A Google spokesperson said the company will experiment with a series of pilots around remote work, but said nothing had changed in terms of the existing policy.

Google wants to be flexible. Employees want to know how flexible.

To be sure, plenty of Google employees do want to return to offices, if the company’s own polling is to be believed. In an internal survey conducted last year, 62% of Googlers said they wanted to return to the office, although just 8% said they would want to do so full time.

Over the past few months, CEO Sundar Pichai has made other hints that Google is considering a flexible setup when employees return. Since then, questions about remote work have been continually put to leadership, according to employees and internal materials viewed by Insider.

“Almost every TGIF [Thank God Its Friday] or area all hands, the question gets asked,” one employee said.

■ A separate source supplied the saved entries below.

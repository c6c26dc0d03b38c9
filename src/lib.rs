//! # Referral Storage
//!
//! Persistent storage for the node's referral graph. Every wallet address
//! must be beaconed by a referral before it can transact; this crate
//! maintains that invitation forest and the queries built on it.
//!
//! This crate provides:
//! - Referral records with parent pointers and child lists (RocksDB)
//! - Aggregate Network Value accumulators with ancestor propagation
//! - Breadth-first ordering of referral batches from candidate blocks
//! - A write-through cache for the hot validation paths
//! - A multi-indexed mempool for unconfirmed referrals with
//!   descendant-cascade removal and time-based expiry

#![warn(missing_docs, rust_2018_idioms)]
#![forbid(unsafe_code)]

pub mod cache;
pub mod db;
pub mod error;
pub mod mempool;
pub mod referral;
pub mod referral_store;

pub use cache::{CacheStats, ReferralCache};
pub use db::{Column, DatabaseOptions, KeyValueStore, MemoryDatabase, ReferralDatabase};
pub use error::{Error, Result};
pub use mempool::{
    MempoolListener, RefMempoolEntry, ReferralMempool, RemovalReason,
};
pub use referral::{
    is_rewardable, Address, AnvRecord, Referral, ReferralHash, ReferralRef, KEY_ADDRESS_TYPE,
    SCRIPT_ADDRESS_TYPE,
};
pub use referral_store::ReferralStore;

In one all-hands held last October, which was viewed by Insider, Pichai said he saw the majority of Googlers’ roles still tied to an office, but said the company planned to expand the number of “hub” offices in order to give employees more flexibility.

“And beyond that, we are also thinking, what does hybrid-flexible work mean in that context?” he added.

Since then, employees have pressed leadership to elaborate on just how flexible Google is willing to be and whether the three-day office rule will be applied evenly across the company, but say they’re not getting answers.

“Because there’s like no clear guidance and like more hand-wavy communication, we’re all sort of guessing what to do,” said one current employee.

Google, with its open office culture filled with perks like snacks and nap pods, has plenty of reasons to cling onto in-person work. One employee pointed out that splitting teams between office and remote work could create awkward dynamics. Google has also continued to invest in physical workspaces during the pandemic, expanding its Mountain View, California, headquarters, with plans for a new campus in San Jose.

On the company’s Q1 earnings call this week, Chief Financial Officer Ruth Porat said that Alphabet intends to spend $7 billion in offices and data centers in 2021.  “We do value bringing people together in the office,” she told one analyst on the call. “And we’re looking at a hybrid work-from-home/work-from-office model.”

But as they wait for answers on what that will look like, some employees have taken the plunge and moved away from their offices, while some others don’t see the need to go into the office even three days a week.

“I have no intentions of going back to Seattle every day so I can scurry from tiny room to tiny room on GVC calls,” tweeted Justin Beckworth, a Google engineering manager. “Right now I’m managing people in 8 cities spread across 5 time zones. What possible reason do I have to be in an office?”

But forcing employees back could also mean losing talent to employers with more flexible arrangements. Three Google employees told Insider that they noticed an increase in messages from recruiters at other companies emphasizing their remote work policies.

“I think they will have a talent drain if they do force everyone back in September,” one of those employees said. 

“If I don’t have a way to work remote at Google by next spring, I’m going to look elsewhere for fully remote options,” said another who was keen to move their family.

For now, Google is letting employees return voluntarily where offices have been reopened, although employees must first pass a health survey and agree to follow new health guidelines. For those who don’t want to yet return, it’s a waiting game.

“It’s dividing a large faction of the workforce,” said one employee. “There are people lining up on the return office side and people lining up on the remote side. And there is contention internally from leadership not committing to a plan and going with it. People don’t know what September will look like.”